The final project, developed in collaboration with AECOM, resembles a traditional Arab dhow: Al Wakrah is a major commercial port, and such a similarity is more than appropriate. The stadium will be covered with a streamlined roof, which will protect both spectators and football players from the scorching sun: on a summer day, the temperature in Qatar can rise above 50 degrees.
Due to such extreme weather conditions, the option of holding the World Cup in winter, when it is a little cooler, is now being considered, but so far the architects are working with the most severe option in mind. Mechanical air cooling and other means are expected to keep the temperature in the stadium below 30 degrees.
Al Wakrah Stadium from Zaha Hadid Architects on Vimeo.
During the World Cup, the arena will accommodate 40 thousand spectators, and after its completion, the upper rows of the stands will be dismantled and presented to developing countries, thereby reducing it to 20,000 spectator seats.
Hadid Stadium is one of nine to be built in Qatar by 2022. It and four other arenas are already at an advanced design stage, and construction will begin in 2014.
Qatar has now attracted worldwide attention due to the mistreatment of migrant construction workers from South Asia who will erect the facilities of the future championship: they are insufficiently provided with water and food and are forced to work under the scorching sun, which leads to deaths from overheating and dehydration. At the same time, their passports are taken away and their salaries are not paid, essentially turning them into slaves. However, when a CNN reporter recently asked Zaha Hadid if she was worried about the situation of workers building her buildings in third world countries, she evasively replied that this was not her area of responsibility, but the internal affair of each country, and that politicians and journalists, not architects.

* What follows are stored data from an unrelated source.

use axum::{
    extract::{Path, State},
    http::{HeaderMap, StatusCode, header},
    response::{IntoResponse, Json},
};
use chrono::Utc;
use log::info;
use std::sync::Arc;

use super::{AppState, Role, require_role};
use crate::api::error::ApiError;
use crate::api::models::{DependentsResponse, GenerateSnapshotRequest, SnapshotPatch};
use crate::database::{
    self, Club, ClubInput, Event, EventInput, Player, PlayerInput, PointRule, PointRuleInput, ResultRecord,
    SnapshotEntryDetail, SnapshotMetadata, SnapshotSummary,
};
use crate::domain::{CategorySelector, GenderSelector};
use crate::errors::{AdminError, FieldError};
use crate::export;
use crate::services::results::{NewResult, RecalculationReport, ResultService};
use crate::services::snapshots::{GenerationOutcome, SnapshotService};

type ApiResult<T> = Result<T, ApiError>;

// Snapshots

pub async fn list_snapshots(
    State(state): State<Arc<AppState>>,
    headers: HeaderMap,
) -> ApiResult<Json<Vec<SnapshotSummary>>> {
    require_role(&state, &headers, Role::Admin)?;
    let mut conn = state.conn()?;
    Ok(Json(SnapshotService::new(&mut conn, &state.config).list()?))
}

pub async fn create_snapshot(
    State(state): State<Arc<AppState>>,
    headers: HeaderMap,
    Json(request): Json<GenerateSnapshotRequest>,
) -> ApiResult<Json<GenerationOutcome>> {
    require_role(&state, &headers, Role::Admin)?;

    let mut fields = Vec::new();
    let gender = request
        .gender
        .parse::<GenderSelector>()
        .map_err(|e| fields.push(FieldError::new("gender", e.to_string())))
        .ok();
    let category = request
        .category
        .parse::<CategorySelector>()
        .map_err(|e| fields.push(FieldError::new("category", e.to_string())))
        .ok();
    let (Some(gender), Some(category)) = (gender, category) else {
        return Err(AdminError::Validation(fields).into());
    };

    let mut conn = state.conn()?;
    let now = Utc::now().naive_utc();
    let outcome = SnapshotService::new(&mut conn, &state.config).generate(
        gender,
        category,
        request.name.as_deref(),
        now,
    );
    Ok(Json(outcome))
}

pub async fn update_snapshot(
    State(state): State<Arc<AppState>>,
    headers: HeaderMap,
    Path(id): Path<i64>,
    Json(patch): Json<SnapshotPatch>,
) -> ApiResult<Json<SnapshotMetadata>> {
    require_role(&state, &headers, Role::Admin)?;
    let mut conn = state.conn()?;
    let mut service = SnapshotService::new(&mut conn, &state.config);

    if let Some(name) = patch.name.as_deref() {
        service.rename(id, Some(name))?;
    }
    if let Some(is_public) = patch.is_public {
        service.set_visibility(id, is_public)?;
    }

    database::snapshots::find_metadata(&mut conn, id)?
        .map(Json)
        .ok_or_else(|| ApiError::NotFound(format!("snapshot {id}")))
}

pub async fn delete_snapshot(
    State(state): State<Arc<AppState>>,
    headers: HeaderMap,
    Path(id): Path<i64>,
) -> ApiResult<StatusCode> {
    require_role(&state, &headers, Role::Admin)?;
    let mut conn = state.conn()?;
    SnapshotService::new(&mut conn, &state.config).delete(id)?;
    Ok(StatusCode::NO_CONTENT)
}

pub async fn snapshot_entries(
    State(state): State<Arc<AppState>>,
    headers: HeaderMap,
    Path(id): Path<i64>,
) -> ApiResult<Json<Vec<SnapshotEntryDetail>>> {
    require_role(&state, &headers, Role::Admin)?;
    let mut conn = state.conn()?;

    SnapshotService::new(&mut conn, &state.config)
        .entries(id)?
        .map(Json)
        .ok_or_else(|| ApiError::NotFound(format!("snapshot {id}")))
}

pub async fn snapshot_csv(
    State(state): State<Arc<AppState>>,
    headers: HeaderMap,
    Path(id): Path<i64>,
) -> ApiResult<impl IntoResponse> {
    require_role(&state, &headers, Role::Admin)?;
    let mut conn = state.conn()?;
    let body = export::snapshot_csv(&mut conn, id)?;

    Ok((
        [
            (header::CONTENT_TYPE, "text/csv; charset=utf-8".to_string()),
            (
                header::CONTENT_DISPOSITION,
                format!("attachment; filename=\"ranking-{id}.csv\""),
            ),
        ],
        body,
    ))
}

// Results

pub async fn add_result(
    State(state): State<Arc<AppState>>,
    headers: HeaderMap,
    Path(event_id): Path<i64>,
    Json(input): Json<NewResult>,
) -> ApiResult<(StatusCode, Json<ResultRecord>)> {
    require_role(&state, &headers, Role::Admin)?;
    let mut conn = state.conn()?;
    let result = ResultService::new(&mut conn).add_result(event_id, &input)?;
    Ok((StatusCode::CREATED, Json(result)))
}

pub async fn delete_result(
    State(state): State<Arc<AppState>>,
    headers: HeaderMap,
    Path(id): Path<i64>,
) -> ApiResult<StatusCode> {
    require_role(&state, &headers, Role::Admin)?;
    let mut conn = state.conn()?;
    ResultService::new(&mut conn).delete_result(id)?;
    Ok(StatusCode::NO_CONTENT)
}

pub async fn recalculate_event(
    State(state): State<Arc<AppState>>,
    headers: HeaderMap,
    Path(event_id): Path<i64>,
) -> ApiResult<Json<RecalculationReport>> {
    require_role(&state, &headers, Role::Admin)?;
    let mut conn = state.conn()?;
    Ok(Json(ResultService::new(&mut conn).recalculate_event(event_id)?))
}

// Clubs

pub async fn list_clubs(State(state): State<Arc<AppState>>, headers: HeaderMap) -> ApiResult<Json<Vec<Club>>> {
    require_role(&state, &headers, Role::Admin)?;
    let mut conn = state.conn()?;
    Ok(Json(database::clubs::list_all(&mut conn)?))
}

pub async fn create_club(
    State(state): State<Arc<AppState>>,
    headers: HeaderMap,
    Json(input): Json<ClubInput>,
) -> ApiResult<(StatusCode, Json<Club>)> {
    require_role(&state, &headers, Role::Admin)?;
    let mut conn = state.conn()?;
    let club = database::clubs::create(&mut conn, &input)?;
    info!("Created club {}", club.id);
    Ok((StatusCode::CREATED, Json(club)))
}

pub async fn update_club(
    State(state): State<Arc<AppState>>,
    headers: HeaderMap,
    Path(id): Path<i64>,
    Json(input): Json<ClubInput>,
) -> ApiResult<Json<Club>> {
    require_role(&state, &headers, Role::Admin)?;
    let mut conn = state.conn()?;
    Ok(Json(database::clubs::update(&mut conn, id, &input)?))
}

pub async fn delete_club(
    State(state): State<Arc<AppState>>,
    headers: HeaderMap,
    Path(id): Path<i64>,
) -> ApiResult<StatusCode> {
    require_role(&state, &headers, Role::Admin)?;
    let mut conn = state.conn()?;
    database::clubs::delete(&mut conn, id)?;
    Ok(StatusCode::NO_CONTENT)
}

pub async fn club_dependents(
    State(state): State<Arc<AppState>>,
    headers: HeaderMap,
    Path(id): Path<i64>,
) -> ApiResult<Json<DependentsResponse>> {
    require_role(&state, &headers, Role::Admin)?;
    let mut conn = state.conn()?;
    let dependents = database::clubs::count_players(&mut conn, id)?;
    Ok(Json(DependentsResponse { dependents }))
}

// Players

pub async fn list_players(State(state): State<Arc<AppState>>, headers: HeaderMap) -> ApiResult<Json<Vec<Player>>> {
    require_role(&state, &headers, Role::Admin)?;
    let mut conn = state.conn()?;
    Ok(Json(database::players::list_all(&mut conn)?))
}

pub async fn create_player(
    State(state): State<Arc<AppState>>,
    headers: HeaderMap,
    Json(input): Json<PlayerInput>,
) -> ApiResult<(StatusCode, Json<Player>)> {
    require_role(&state, &headers, Role::Admin)?;
    let mut conn = state.conn()?;
    let player = database::players::create(&mut conn, &input)?;
    info!("Created player {}", player.id);
    Ok((StatusCode::CREATED, Json(player)))
}

pub async fn update_player(
    State(state): State<Arc<AppState>>,
    headers: HeaderMap,
    Path(id): Path<i64>,
    Json(input): Json<PlayerInput>,
) -> ApiResult<Json<Player>> {
    require_role(&state, &headers, Role::Admin)?;
    let mut conn = state.conn()?;
    Ok(Json(database::players::update(&mut conn, id, &input)?))
}

pub async fn delete_player(
    State(state): State<Arc<AppState>>,
    headers: HeaderMap,
    Path(id): Path<i64>,
) -> ApiResult<StatusCode> {
    require_role(&state, &headers, Role::Admin)?;
    let mut conn = state.conn()?;
    database::players::delete(&mut conn, id)?;
    Ok(StatusCode::NO_CONTENT)
}

pub async fn player_dependents(
    State(state): State<Arc<AppState>>,
    headers: HeaderMap,
    Path(id): Path<i64>,
) -> ApiResult<Json<DependentsResponse>> {
    require_role(&state, &headers, Role::Admin)?;
    let mut conn = state.conn()?;
    let dependents = database::players::count_dependents(&mut conn, id)?;
    Ok(Json(DependentsResponse { dependents }))
}

// Events (superadmin)

pub async fn list_events(State(state): State<Arc<AppState>>, headers: HeaderMap) -> ApiResult<Json<Vec<Event>>> {
    require_role(&state, &headers, Role::Admin)?;
    let mut conn = state.conn()?;
    Ok(Json(database::events::list_all(&mut conn)?))
}

pub async fn create_event(
    State(state): State<Arc<AppState>>,
    headers: HeaderMap,
    Json(input): Json<EventInput>,
) -> ApiResult<(StatusCode, Json<Event>)> {
    require_role(&state, &headers, Role::Superadmin)?;
    let mut conn = state.conn()?;
    let event = database::events::create(&mut conn, &input)?;
    info!("Created event {} ({})", event.id, event.name);
    Ok((StatusCode::CREATED, Json(event)))
}

pub async fn update_event(
    State(state): State<Arc<AppState>>,
    headers: HeaderMap,
    Path(id): Path<i64>,
    Json(input): Json<EventInput>,
) -> ApiResult<Json<Event>> {
    require_role(&state, &headers, Role::Superadmin)?;
    let mut conn = state.conn()?;
    Ok(Json(database::events::update(&mut conn, id, &input)?))
}

pub async fn delete_event(
    State(state): State<Arc<AppState>>,
    headers: HeaderMap,
    Path(id): Path<i64>,
) -> ApiResult<StatusCode> {
    require_role(&state, &headers, Role::Superadmin)?;
    let mut conn = state.conn()?;
    database::events::delete(&mut conn, id)?;
    Ok(StatusCode::NO_CONTENT)
}

pub async fn event_dependents(
    State(state): State<Arc<AppState>>,
    headers: HeaderMap,
    Path(id): Path<i64>,
) -> ApiResult<Json<DependentsResponse>> {
    require_role(&state, &headers, Role::Superadmin)?;
    let mut conn = state.conn()?;
    let dependents = database::events::count_results(&mut conn, id)?;
    Ok(Json(DependentsResponse { dependents }))
}

// Point rules (superadmin)

pub async fn list_point_rules(
    State(state): State<Arc<AppState>>,
    headers: HeaderMap,
) -> ApiResult<Json<Vec<PointRule>>> {
    require_role(&state, &headers, Role::Superadmin)?;
    let mut conn = state.conn()?;
    Ok(Json(database::point_rules::list_all(&mut conn)?))
}

pub async fn create_point_rule(
    State(state): State<Arc<AppState>>,
    headers: HeaderMap,
    Json(input): Json<PointRuleInput>,
) -> ApiResult<(StatusCode, Json<PointRule>)> {
    require_role(&state, &headers, Role::Superadmin)?;
    let mut conn = state.conn()?;
    Ok((StatusCode::CREATED, Json(database::point_rules::create(&mut conn, &input)?)))
}

pub async fn delete_point_rule(
    State(state): State<Arc<AppState>>,
    headers: HeaderMap,
    Path(id): Path<i64>,
) -> ApiResult<StatusCode> {
    require_role(&state, &headers, Role::Superadmin)?;
    let mut conn = state.conn()?;
    database::point_rules::delete(&mut conn, id)?;
    Ok(StatusCode::NO_CONTENT)
}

However, this is not the only "sports" scandal associated with Hadid: the project of her Olympic stadium in Tokyo has provoked protests from major Japanese architects, outraged by its size and "artificiality", which are in no way consistent with the context. The leader of the dissent was Fumihiko Maki, who even organized a symposium on this issue, supported by So Fujimoto, Toyo Ito and Kengo Kuma. They did not demand the cancellation of the project intended for the 2020 Games, selected as a result of a jury competition chaired by Tadao Ando, but called for it to be reduced and reworked: the current version of 290,000 m2 will cost about $ 3 billion. In response, the Japanese authorities promised to reduce the scale of the facility, but refused to change its architectural design.